Planet MicroCap Las Vegas 2026
Logotype for Forum Energy Technologies Inc

Forum Energy Technologies (FET) Planet MicroCap Las Vegas 2026 summary

Event summary combining transcript, slides, and related documents.

Logotype for Forum Energy Technologies Inc

Planet MicroCap Las Vegas 2026 summary

17 Jun, 2026

Company Overview and Market Positioning

  • Operates as a global manufacturer with two main segments: downhole/artificial lift and drilling/completion, serving both operators and major service companies worldwide.

  • Revenue is split evenly between U.S. and international markets, with notable sales in Canada, the Middle East, Latin America, Asia, and emerging opportunities in regions like Venezuela.
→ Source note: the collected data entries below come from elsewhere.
/// HTTP server setup and routing
use crate::{
    api::middleware::enforce_bans,
    context::AppContext,
    error::{CivicError, CivicResult},
    metrics::{metrics_handler, track_http_metrics},
    rate_limit::rate_limit_middleware,
};
use axum::{
    extract::State,
    http::{header, Method, StatusCode},
    middleware,
    response::Json,
    routing::get,
    Router,
};
use serde_json::json;
use tower_http::{
    compression::CompressionLayer,
    cors::{Any, CorsLayer},
    trace::TraceLayer,
};
use tracing::info;

/// Build the main application router
pub fn build_router(ctx: AppContext) -> Router {
    let cors = CorsLayer::new()
        .allow_origin(Any)
        .allow_methods([Method::GET, Method::POST, Method::DELETE])
        .allow_headers([header::CONTENT_TYPE, header::AUTHORIZATION]);

    Router::new()
        .route("/health", get(health_check))
        .route("/metrics", get(metrics_handler))
        .merge(crate::api::routes(&ctx))
        .with_state(ctx.clone())
        .layer(middleware::from_fn(track_http_metrics))
        .layer(middleware::from_fn_with_state(ctx.clone(), enforce_bans))
        .layer(middleware::from_fn_with_state(ctx, rate_limit_middleware))
        .layer(cors)
        .layer(CompressionLayer::new())
        .layer(TraceLayer::new_for_http())
        .fallback(not_found)
}

/// Liveness with a database round trip
async fn health_check(State(ctx): State<AppContext>) -> (StatusCode, Json<serde_json::Value>) {
    match sqlx::query("SELECT 1").execute(&ctx.db).await {
        Ok(_) => (
            StatusCode::OK,
            Json(json!({
                "status": "ok",
                "version": env!("CARGO_PKG_VERSION"),
            })),
        ),
        Err(e) => {
            tracing::error!("Health check failed: {}", e);
            (
                StatusCode::SERVICE_UNAVAILABLE,
                Json(json!({
                    "status": "unavailable",
                    "version": env!("CARGO_PKG_VERSION"),
                })),
            )
        }
    }
}

/// 404 handler
async fn not_found() -> (StatusCode, Json<serde_json::Value>) {
    (
        StatusCode::NOT_FOUND,
        Json(json!({
            "error": "NotFound",
            "message": "Endpoint not found"
        })),
    )
}

/// Start the HTTP server
pub async fn serve(ctx: AppContext) -> CivicResult<()> {
    let addr = format!("{}:{}", ctx.config.service.hostname, ctx.config.service.port);

    info!("CivicFix listening on {}", addr);
    info!("   Service URL: {}", ctx.service_url());
    info!("   Database: {}", ctx.config.storage.database.display());
    info!("   Photos: {}", ctx.config.storage.photo_directory.display());
    info!(
        "   Rate limiting: {}",
        if ctx.rate_limiter.is_enabled() { "enabled" } else { "disabled" }
    );

    let app = build_router(ctx);

    let listener = tokio::net::TcpListener::bind(&addr)
        .await
        .map_err(|e| CivicError::Internal(format!("Failed to bind to {}: {}", addr, e)))?;

    axum::serve(listener, app)
        .await
        .map_err(|e| CivicError::Internal(format!("Server error: {}", e)))?;

    Ok(())
}
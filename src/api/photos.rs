/// Serving stored issue photos
use crate::{context::AppContext, error::CivicResult};
use axum::{
    extract::{Path, State},
    http::header,
    response::{IntoResponse, Response},
    routing::get,
    Router,
};

pub fn routes() -> Router<AppContext> {
    Router::new().route("/photos/:key", get(get_photo))
}

/// Photo bytes; keys are content hashes so responses never change
async fn get_photo(State(ctx): State<AppContext>, Path(key): Path<String>) -> CivicResult<Response> {
    let (data, content_type) = ctx.photos.open(&key).await?;

    Ok((
        [
            (header::CONTENT_TYPE, content_type),
            (header::CACHE_CONTROL, "public, max-age=31536000, immutable"),
        ],
        data,
    )
        .into_response())
}
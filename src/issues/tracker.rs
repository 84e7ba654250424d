/// Issue storage and lifecycle transitions
use crate::{
    db::models::{Issue, IssueStatus, IssueView},
    error::{CivicError, CivicResult},
    issues::{FakeIssueRemoval, IssueFilter, NewIssue, StatusChange, MAX_LOCATION_LEN, MAX_TITLE_LEN},
    moderation::{ban_expiry, AuditAction, AuditLog, AuditRecord, BanManager},
};
use chrono::Utc;
use sqlx::{QueryBuilder, Sqlite, SqlitePool};

const ISSUE_COLUMNS: &str = "id, title, description, reporter_id, department_id, location, latitude, longitude, photo, status, created_at, updated_at";

/// Issue tracker
#[derive(Clone)]
pub struct IssueTracker {
    db: SqlitePool,
}

impl IssueTracker {
    pub fn new(db: SqlitePool) -> Self {
        Self { db }
    }

    /// Record a new issue; it always starts as `reported`
    pub async fn report(&self, reporter_id: i64, new: NewIssue) -> CivicResult<Issue> {
        let title = new.title.trim();
        let description = new.description.trim();
        let location = new.location.trim();

        if title.is_empty() {
            return Err(CivicError::Validation("Title is required".to_string()));
        }
        if title.chars().count() > MAX_TITLE_LEN {
            return Err(CivicError::Validation(format!(
                "Title must be at most {} characters",
                MAX_TITLE_LEN
            )));
        }
        if description.is_empty() {
            return Err(CivicError::Validation("Description is required".to_string()));
        }
        if location.chars().count() > MAX_LOCATION_LEN {
            return Err(CivicError::Validation(format!(
                "Location must be at most {} characters",
                MAX_LOCATION_LEN
            )));
        }
        if let Some(lat) = new.latitude {
            if !(-90.0..=90.0).contains(&lat) {
                return Err(CivicError::Validation("Latitude out of range".to_string()));
            }
        }
        if let Some(lon) = new.longitude {
            if !(-180.0..=180.0).contains(&lon) {
                return Err(CivicError::Validation("Longitude out of range".to_string()));
            }
        }

        let now = Utc::now();
        let result = sqlx::query(
            r#"
            INSERT INTO issue (title, description, reporter_id, location, latitude, longitude, photo, status, created_at, updated_at)
            VALUES (?1, ?2, ?3, ?4, ?5, ?6, ?7, ?8, ?9, ?9)
            "#,
        )
        .bind(title)
        .bind(description)
        .bind(reporter_id)
        .bind(location)
        .bind(new.latitude)
        .bind(new.longitude)
        .bind(&new.photo)
        .bind(IssueStatus::Reported)
        .bind(now)
        .execute(&self.db)
        .await?;

        let issue = self.get(result.last_insert_rowid()).await?;
        tracing::info!(issue_id = issue.id, reporter_id, "Issue reported");

        Ok(issue)
    }

    /// Get an issue by id
    pub async fn get(&self, id: i64) -> CivicResult<Issue> {
        sqlx::query_as::<_, Issue>(&format!("SELECT {} FROM issue WHERE id = ?1", ISSUE_COLUMNS))
            .bind(id)
            .fetch_optional(&self.db)
            .await?
            .ok_or_else(|| CivicError::NotFound(format!("Issue {} not found", id)))
    }

    /// Issue joined with reporter, department and votes, as seen by `viewer`
    pub async fn view(&self, id: i64, viewer: Option<i64>) -> CivicResult<IssueView> {
        let mut query = Self::view_query(viewer);
        query.push(" WHERE i.id = ").push_bind(id);

        let issue = query
            .build_query_as::<IssueView>()
            .fetch_optional(&self.db)
            .await?;

        issue.ok_or_else(|| CivicError::NotFound(format!("Issue {} not found", id)))
    }

    /// Issues newest first, as seen by `viewer`
    pub async fn list(&self, filter: &IssueFilter, viewer: Option<i64>) -> CivicResult<Vec<IssueView>> {
        let mut query = Self::view_query(viewer);
        query.push(" WHERE 1 = 1");

        if let Some(status) = filter.status {
            query.push(" AND i.status = ").push_bind(status);
        }
        if let Some(reporter_id) = filter.reporter_id {
            query.push(" AND i.reporter_id = ").push_bind(reporter_id);
        }
        if let Some(department_ids) = &filter.department_ids {
            if department_ids.is_empty() {
                query.push(" AND 0");
            } else {
                query.push(" AND i.department_id IN (");
                let mut ids = query.separated(", ");
                for id in department_ids {
                    ids.push_bind(*id);
                }
                ids.push_unseparated(")");
            }
        }

        query.push(" ORDER BY i.created_at DESC, i.id DESC");

        if let Some(limit) = filter.limit {
            query.push(" LIMIT ").push_bind(limit);
        }

        let issues = query.build_query_as::<IssueView>().fetch_all(&self.db).await?;
        Ok(issues)
    }

    /// Assign an issue to a department, moving it to `acknowledged` whatever its prior status
    pub async fn assign_department(&self, issue_id: i64, department_id: i64) -> CivicResult<Issue> {
        self.get(issue_id).await?;

        let department_exists: Option<i64> =
            sqlx::query_scalar("SELECT id FROM department WHERE id = ?1")
                .bind(department_id)
                .fetch_optional(&self.db)
                .await?;
        if department_exists.is_none() {
            return Err(CivicError::NotFound(format!(
                "Department {} not found",
                department_id
            )));
        }

        sqlx::query(
            "UPDATE issue SET department_id = ?1, status = ?2, updated_at = ?3 WHERE id = ?4",
        )
        .bind(department_id)
        .bind(IssueStatus::Acknowledged)
        .bind(Utc::now())
        .bind(issue_id)
        .execute(&self.db)
        .await?;

        tracing::info!(issue_id, department_id, "Issue assigned to department");

        self.get(issue_id).await
    }

    /// Apply a resolver's requested status
    ///
    /// Only `in_progress` and `resolved` are accepted, from any current state.
    /// Anything else leaves the issue untouched.
    pub async fn resolver_update(&self, issue_id: i64, requested: &str) -> CivicResult<StatusChange> {
        let status = match IssueStatus::from_str(requested) {
            Ok(status) if status.resolver_may_set() => status,
            _ => {
                tracing::debug!(issue_id, requested, "Ignoring status a resolver may not set");
                return Ok(StatusChange::Ignored);
            }
        };

        let result = sqlx::query("UPDATE issue SET status = ?1, updated_at = ?2 WHERE id = ?3")
            .bind(status)
            .bind(Utc::now())
            .bind(issue_id)
            .execute(&self.db)
            .await?;

        if result.rows_affected() == 0 {
            return Err(CivicError::NotFound(format!("Issue {} not found", issue_id)));
        }

        Ok(StatusChange::Applied(self.get(issue_id).await?))
    }

    /// Delete an issue as fake and ban its reporter, in one transaction
    pub async fn delete_fake(
        &self,
        issue_id: i64,
        actor_id: i64,
        ban_days: i64,
    ) -> CivicResult<FakeIssueRemoval> {
        let banned_until = ban_expiry(Utc::now(), ban_days)?;
        let mut tx = self.db.begin().await?;

        let issue = sqlx::query_as::<_, Issue>(&format!(
            "SELECT {} FROM issue WHERE id = ?1",
            ISSUE_COLUMNS
        ))
        .bind(issue_id)
        .fetch_optional(&mut *tx)
        .await?
        .ok_or_else(|| CivicError::NotFound(format!("Issue {} not found", issue_id)))?;

        let reporter_username: String =
            sqlx::query_scalar("SELECT username FROM account WHERE id = ?1")
                .bind(issue.reporter_id)
                .fetch_one(&mut *tx)
                .await?;

        BanManager::ban_until(&mut *tx, issue.reporter_id, banned_until).await?;

        let details = format!("title={:?}; banned_until={}", issue.title, banned_until.to_rfc3339());
        AuditLog::record_with(
            &mut *tx,
            &AuditRecord {
                actor_id,
                action: AuditAction::DeleteFakeIssue,
                subject_user_id: Some(issue.reporter_id),
                subject_issue_id: Some(issue.id),
                details: Some(&details),
            },
        )
        .await?;

        sqlx::query("DELETE FROM issue WHERE id = ?1")
            .bind(issue_id)
            .execute(&mut *tx)
            .await?;

        tx.commit().await?;

        tracing::info!(
            issue_id,
            reporter = %reporter_username,
            until = %banned_until,
            "Fake issue deleted and reporter banned"
        );

        Ok(FakeIssueRemoval {
            issue,
            reporter_username,
            banned_until,
        })
    }

    /// Whether any issue still references a photo key
    pub async fn photo_in_use(&self, key: &str) -> CivicResult<bool> {
        let count: i64 = sqlx::query_scalar("SELECT COUNT(*) FROM issue WHERE photo = ?1")
            .bind(key)
            .fetch_one(&self.db)
            .await?;

        Ok(count > 0)
    }

    /// Number of issues, optionally by status and reporter
    pub async fn count(&self, status: Option<IssueStatus>, reporter_id: Option<i64>) -> CivicResult<i64> {
        let mut query = QueryBuilder::<Sqlite>::new("SELECT COUNT(*) FROM issue WHERE 1 = 1");
        if let Some(status) = status {
            query.push(" AND status = ").push_bind(status);
        }
        if let Some(reporter_id) = reporter_id {
            query.push(" AND reporter_id = ").push_bind(reporter_id);
        }

        let count = query.build_query_scalar::<i64>().fetch_one(&self.db).await?;
        Ok(count)
    }

    fn view_query<'a>(viewer: Option<i64>) -> QueryBuilder<'a, Sqlite> {
        let mut query = QueryBuilder::<Sqlite>::new(
            r#"
            SELECT i.id, i.title, i.description, i.reporter_id,
                   r.username AS reporter_username,
                   i.department_id,
                   d.name AS department_name,
                   i.location, i.latitude, i.longitude, i.photo, i.status,
                   i.created_at, i.updated_at,
                   (SELECT COUNT(*) FROM vote v WHERE v.issue_id = i.id) AS vote_count,
                   EXISTS (SELECT 1 FROM vote v WHERE v.issue_id = i.id AND v.user_id = "#,
        );
        query.push_bind(viewer);
        query.push(
            r#") AS user_has_voted
            FROM issue i
            JOIN account r ON r.id = i.reporter_id
            LEFT JOIN department d ON d.id = i.department_id"#,
        );
        query
    }
}
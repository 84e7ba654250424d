/// Moderation System
///
/// Ban state machine with lazy and scheduled expiry, plus the audit log of
/// privileged actions (bans, fake-issue removals, assignments, status changes).

pub mod audit;
pub mod bans;

pub use audit::{AuditAction, AuditLog, AuditRecord};
pub use bans::{ban_expiry, evaluate_ban, BanManager, BanStatus, MAX_BAN_DAYS};
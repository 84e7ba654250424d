/// Department dashboard and status updates for resolvers
use crate::{
    auth::{AuthContext, Requirement, Role},
    context::AppContext,
    error::CivicResult,
    issues::{IssueFilter, StatusChange},
    moderation::{AuditAction, AuditRecord},
};
use axum::{
    extract::{Path, State},
    response::Redirect,
    routing::{get, post},
    Json, Router,
};
use serde::Deserialize;
use serde_json::{json, Value};

const DASHBOARD_PATH: &str = "/department/";

pub fn routes() -> Router<AppContext> {
    Router::new()
        .route("/department/", get(department_dashboard))
        .route("/update-issue-status/:id/", post(update_issue_status))
}

/// Issues assigned to the caller's departments
async fn department_dashboard(
    State(ctx): State<AppContext>,
    caller: AuthContext,
) -> CivicResult<Json<Value>> {
    caller.require(Requirement::Role(Role::Resolver))?;

    let departments = ctx.departments.departments_for_user(caller.user_id()).await?;
    let issues = ctx
        .issues
        .list(
            &IssueFilter::all().in_departments(caller.department_ids.clone()),
            Some(caller.user_id()),
        )
        .await?;

    Ok(Json(json!({
        "departments": departments,
        "issues": issues,
    })))
}

#[derive(Debug, Deserialize)]
struct StatusForm {
    #[serde(default)]
    status: String,
}

/// Move an issue to `in_progress` or `resolved`
///
/// Always answers with a redirect to the dashboard. Issues outside the caller's
/// departments and statuses a resolver may not set are left untouched.
async fn update_issue_status(
    State(ctx): State<AppContext>,
    caller: AuthContext,
    Path(id): Path<i64>,
    form: Option<Json<StatusForm>>,
) -> CivicResult<Redirect> {
    caller.require(Requirement::Role(Role::Resolver))?;

    let issue = ctx.issues.get(id).await?;
    if !caller.satisfies(Requirement::DepartmentMember(issue.department_id)) {
        tracing::warn!(
            user = %caller.user.username,
            issue_id = id,
            "Status update outside the resolver's departments"
        );
        return Ok(Redirect::to(DASHBOARD_PATH));
    }

    let requested = form.map(|Json(f)| f.status).unwrap_or_default();
    if let StatusChange::Applied(updated) = ctx.issues.resolver_update(id, &requested).await? {
        tracing::info!(
            issue_id = id,
            status = updated.status.as_str(),
            user = %caller.user.username,
            "Issue status updated"
        );
        ctx.audit
            .record(AuditRecord {
                actor_id: caller.user_id(),
                action: AuditAction::UpdateStatus,
                subject_user_id: None,
                subject_issue_id: Some(id),
                details: Some(updated.status.as_str()),
            })
            .await;
    }

    Ok(Redirect::to(DASHBOARD_PATH))
}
  • Products are critical for oil and gas production efficiency, supporting both large and small operators, and are easily shipped globally without the need for local service infrastructure.

  • Showcases a robust customer base, including major E&P operators and leading oilfield service companies.

  • Emphasizes a global manufacturing presence with a focus on value-added solutions for energy production efficiency.

Financial Performance and Comparative Analysis

  • Achieved strong revenue and EBITDA growth, with revenue projected to increase 16% by 2026 and EBITDA now five times higher than in 2021.

  • Outperformed the Russell 2000 index with a 10% CAGR in revenue and 46% CAGR in cash flow over five years, driven by market share gains and acquisitions.

  • Stock price CAGR of 26% over five years, with a recent surge of 192%, reflecting robust financial growth and capital returns.

  • 2026 estimated revenue of $800–$880 million and EBITDA of $95–$110 million, with a 52% US and 48% international revenue split.

  • Adjusted cash flow yield of 13% and enterprise value to EBITDA of 8.9x, outperforming Russell 2000 manufacturing comps.

Capital Allocation and Returns

  • Prioritizes share repurchases and accretive acquisitions, having repurchased 8% of shares at favorable prices and reduced net debt by 65% since 2019.

  • Net debt to EBITDA improved to 0.8x by March 2026, reflecting substantial deleveraging since 2019.

  • Maintains a disciplined approach to acquisitions, focusing on free cash flow yield and avoiding over-leverage.

  • Capital-light business model enables self-funded growth and significant free cash flow generation.

  • Free cash flow before acquisitions reached $105 million in 2025, with adjusted cash flow of $80 million.